» **What this task involves**: Please return each entry in the listing exactly.

» **Data to examine**:
//! 检测会话生命周期
//! Detection session lifecycle
//!
//! 同一时刻最多一个检测工作线程。active标志的检查与设置在同一把
//! 互斥锁内完成, 两个控制入口并发触发也不会出现双worker; stop只发
//! 信号不等待, 循环在下一次迭代顶部观察到标志后退出。

use crate::detection::{detection_thread, DetectionContext, WorkerConfig};
use std::sync::atomic::{AtomicBool, Ordering};
use std::sync::{Arc, Mutex, PoisonError};
use std::thread::JoinHandle;

/// start命令结果
#[derive(Debug, Clone, Copy, PartialEq, Eq)]
pub enum StartOutcome {
    Started,
    AlreadyRunning,
}

/// stop命令结果
#[derive(Debug, Clone, Copy, PartialEq, Eq)]
pub enum StopOutcome {
    Stopped,
    NotRunning,
}

pub struct SessionController {
    active: Arc<AtomicBool>,
    worker: Mutex<Option<JoinHandle<()>>>,
    ctx: DetectionContext,
    config: WorkerConfig,
}

impl SessionController {
    pub fn new(ctx: DetectionContext) -> Self {
        Self::with_config(ctx, WorkerConfig::default())
    }

    pub fn with_config(ctx: DetectionContext, config: WorkerConfig) -> Self {
        Self {
            active: Arc::new(AtomicBool::new(false)),
            worker: Mutex::new(None),
            ctx,
            config,
        }
    }

    /// 启动检测会话 (幂等)
    ///
    /// 会话状态 (历史窗口/去抖计数) 在工作线程内重新构建, 不从上一个
    /// 会话残留。
    pub fn start(&self) -> StartOutcome {
        let mut worker = self.worker.lock().unwrap_or_else(PoisonError::into_inner);

        if self.active.load(Ordering::SeqCst) {
            println!("⚠️ 检测已在运行, 忽略重复启动");
            return StartOutcome::AlreadyRunning;
        }

        // 上一个worker已被stop叫停, 等它退出再启动, 保证永不双worker
        if let Some(handle) = worker.take() {
            let _ = handle.join();
        }

        self.active.store(true, Ordering::SeqCst);

        let active = Arc::clone(&self.active);
        let ctx = self.ctx.clone();
        let config = self.config.clone();
        *worker = Some(std::thread::spawn(move || {
            detection_thread(active, ctx, config);
        }));

        println!("✅ 检测会话已启动");
        StartOutcome::Started
    }

    /// 停止检测会话 (幂等, 只发信号不等待线程退出)
    pub fn stop(&self) -> StopOutcome {
        let _worker = self.worker.lock().unwrap_or_else(PoisonError::into_inner);

        if !self.active.load(Ordering::SeqCst) {
            return StopOutcome::NotRunning;
        }

        self.active.store(false, Ordering::SeqCst);
        println!("🛑 检测会话停止信号已发出");
        StopOutcome::Stopped
    }

    pub fn is_active(&self) -> bool {
        self.active.load(Ordering::SeqCst)
    }

    /// 等待当前worker退出 (关停收尾用)
    pub fn join(&self) {
        let mut worker = self.worker.lock().unwrap_or_else(PoisonError::into_inner);
        if let Some(handle) = worker.take() {
            let _ = handle.join();
        }
    }
}

impl Drop for SessionController {
    fn drop(&mut self) {
        self.active.store(false, Ordering::SeqCst);
        let worker = self.worker.get_mut().unwrap_or_else(PoisonError::into_inner);
        if let Some(handle) = worker.take() {
            let _ = handle.join();
        }
    }
}

#[cfg(test)]
mod tests {
    use super::*;
    use crate::broadcast::EventBroadcaster;
    use crate::detection::Frame;
    use crate::fall_log::FallLog;
    use crate::input::SyntheticCamera;
    use crate::models::ScriptedPoseEstimator;
    use crate::storage::ScreenshotStore;
    use anyhow::Result;
    use std::time::Duration;

    struct NullStore;

    impl ScreenshotStore for NullStore {
        fn save(&self, _frame: &Frame, label: &str) -> Result<String> {
            Ok(format!("/static/fall_images/fall_{label}.jpg"))
        }
    }

    /// 空脚本模型: 每帧画面无人, 循环只走休眠路径
    fn controller() -> SessionController {
        let ctx = DetectionContext {
            source: Arc::new(Mutex::new(Box::new(SyntheticCamera::new(4, 4)))),
            model: Arc::new(Mutex::new(Box::new(ScriptedPoseEstimator::new(Vec::new())))),
            store: Arc::new(NullStore),
            fall_log: Arc::new(FallLog::new()),
            broadcaster: Arc::new(EventBroadcaster::new()),
        };
        let config = WorkerConfig {
            frame_interval: Duration::from_millis(1),
            error_backoff: Duration::from_millis(1),
        };
        SessionController::with_config(ctx, config)
    }

    #[test]
    fn test_start_is_idempotent() {
        let controller = controller();
        assert!(!controller.is_active());

        assert_eq!(controller.start(), StartOutcome::Started);
        assert!(controller.is_active());
        // 重复start不会再起一个worker
        assert_eq!(controller.start(), StartOutcome::AlreadyRunning);

        assert_eq!(controller.stop(), StopOutcome::Stopped);
        controller.join();
    }

    #[test]
    fn test_stop_while_inactive_is_noop() {
        let controller = controller();
        assert_eq!(controller.stop(), StopOutcome::NotRunning);
        assert_eq!(controller.stop(), StopOutcome::NotRunning);
        assert!(!controller.is_active());
    }

    #[test]
    fn test_restart_after_stop() {
        let controller = controller();

        assert_eq!(controller.start(), StartOutcome::Started);
        assert_eq!(controller.stop(), StopOutcome::Stopped);
        assert!(!controller.is_active());

        // start会先等上一个worker退出再启动新会话
        assert_eq!(controller.start(), StartOutcome::Started);
        assert!(controller.is_active());

        assert_eq!(controller.stop(), StopOutcome::Stopped);
        controller.join();
    }

    #[test]
    fn test_drop_stops_worker() {
        let controller = controller();
        controller.start();
        drop(controller); // join在Drop内完成, 不悬挂线程
    }
}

» **Expected answer**:
//! 检测会话生命周期
//! Detection session lifecycle
//!
//! 同一时刻最多一个检测工作线程。active标志的检查与设置在同一把
//! 互斥锁内完成, 两个控制入口并发触发也不会出现双worker; stop只发
//! 信号不等待, 循环在下一次迭代顶部观察到标志后退出。

use crate::detection::{detection_thread, DetectionContext, WorkerConfig};
use std::sync::atomic::{AtomicBool, Ordering};
use std::sync::{Arc, Mutex, PoisonError};
use std::thread::JoinHandle;

/// start命令结果
#[derive(Debug, Clone, Copy, PartialEq, Eq)]
pub enum StartOutcome {
    Started,
    AlreadyRunning,
}

/// stop命令结果
#[derive(Debug, Clone, Copy, PartialEq, Eq)]
pub enum StopOutcome {
    Stopped,
    NotRunning,
}

pub struct SessionController {
    active: Arc<AtomicBool>,
    worker: Mutex<Option<JoinHandle<()>>>,
    ctx: DetectionContext,
    config: WorkerConfig,
}

impl SessionController {
    pub fn new(ctx: DetectionContext) -> Self {
        Self::with_config(ctx, WorkerConfig::default())
    }

    pub fn with_config(ctx: DetectionContext, config: WorkerConfig) -> Self {
        Self {
            active: Arc::new(AtomicBool::new(false)),
            worker: Mutex::new(None),
            ctx,
            config,
        }
    }

    /// 启动检测会话 (幂等)
    ///
    /// 会话状态 (历史窗口/去抖计数) 在工作线程内重新构建, 不从上一个
    /// 会话残留。
    pub fn start(&self) -> StartOutcome {
        let mut worker = self.worker.lock().unwrap_or_else(PoisonError::into_inner);

        if self.active.load(Ordering::SeqCst) {
            println!("⚠️ 检测已在运行, 忽略重复启动");
            return StartOutcome::AlreadyRunning;
        }

        // 上一个worker已被stop叫停, 等它退出再启动, 保证永不双worker
        if let Some(handle) = worker.take() {
            let _ = handle.join();
        }

        self.active.store(true, Ordering::SeqCst);

        let active = Arc::clone(&self.active);
        let ctx = self.ctx.clone();
        let config = self.config.clone();
        *worker = Some(std::thread::spawn(move || {
            detection_thread(active, ctx, config);
        }));

        println!("✅ 检测会话已启动");
        StartOutcome::Started
    }

    /// 停止检测会话 (幂等, 只发信号不等待线程退出)
    pub fn stop(&self) -> StopOutcome {
        let _worker = self.worker.lock().unwrap_or_else(PoisonError::into_inner);

        if !self.active.load(Ordering::SeqCst) {
            return StopOutcome::NotRunning;
        }

        self.active.store(false, Ordering::SeqCst);
        println!("🛑 检测会话停止信号已发出");
        StopOutcome::Stopped
    }

    pub fn is_active(&self) -> bool {
        self.active.load(Ordering::SeqCst)
    }

    /// 等待当前worker退出 (关停收尾用)
    pub fn join(&self) {
        let mut worker = self.worker.lock().unwrap_or_else(PoisonError::into_inner);
        if let Some(handle) = worker.take() {
            let _ = handle.join();
        }
    }
}

impl Drop for SessionController {
    fn drop(&mut self) {
        self.active.store(false, Ordering::SeqCst);
        let worker = self.worker.get_mut().unwrap_or_else(PoisonError::into_inner);
        if let Some(handle) = worker.take() {
            let _ = handle.join();
        }
    }
}

#[cfg(test)]
mod tests {
    use super::*;
    use crate::broadcast::EventBroadcaster;
    use crate::detection::Frame;
    use crate::fall_log::FallLog;
    use crate::input::SyntheticCamera;
    use crate::models::ScriptedPoseEstimator;
    use crate::storage::ScreenshotStore;
    use anyhow::Result;
    use std::time::Duration;

    struct NullStore;

    impl ScreenshotStore for NullStore {
        fn save(&self, _frame: &Frame, label: &str) -> Result<String> {
            Ok(format!("/static/fall_images/fall_{label}.jpg"))
        }
    }

    /// 空脚本模型: 每帧画面无人, 循环只走休眠路径
    fn controller() -> SessionController {
        let ctx = DetectionContext {
            source: Arc::new(Mutex::new(Box::new(SyntheticCamera::new(4, 4)))),
            model: Arc::new(Mutex::new(Box::new(ScriptedPoseEstimator::new(Vec::new())))),
            store: Arc::new(NullStore),
            fall_log: Arc::new(FallLog::new()),
            broadcaster: Arc::new(EventBroadcaster::new()),
        };
        let config = WorkerConfig {
            frame_interval: Duration::from_millis(1),
            error_backoff: Duration::from_millis(1),
        };
        SessionController::with_config(ctx, config)
    }

    #[test]
    fn test_start_is_idempotent() {
        let controller = controller();
        assert!(!controller.is_active());

        assert_eq!(controller.start(), StartOutcome::Started);
        assert!(controller.is_active());
        // 重复start不会再起一个worker
        assert_eq!(controller.start(), StartOutcome::AlreadyRunning);

        assert_eq!(controller.stop(), StopOutcome::Stopped);
        controller.join();
    }

    #[test]
    fn test_stop_while_inactive_is_noop() {
        let controller = controller();
        assert_eq!(controller.stop(), StopOutcome::NotRunning);
        assert_eq!(controller.stop(), StopOutcome::NotRunning);
        assert!(!controller.is_active());
    }

    #[test]
    fn test_restart_after_stop() {
        let controller = controller();

        assert_eq!(controller.start(), StartOutcome::Started);
        assert_eq!(controller.stop(), StopOutcome::Stopped);
        assert!(!controller.is_active());

        // start会先等上一个worker退出再启动新会话
        assert_eq!(controller.start(), StartOutcome::Started);
        assert!(controller.is_active());

        assert_eq!(controller.stop(), StopOutcome::Stopped);
        controller.join();
    }

    #[test]
    fn test_drop_stops_worker() {
        let controller = controller();
        controller.start();
        drop(controller); // join在Drop内完成, 不悬挂线程
    }
}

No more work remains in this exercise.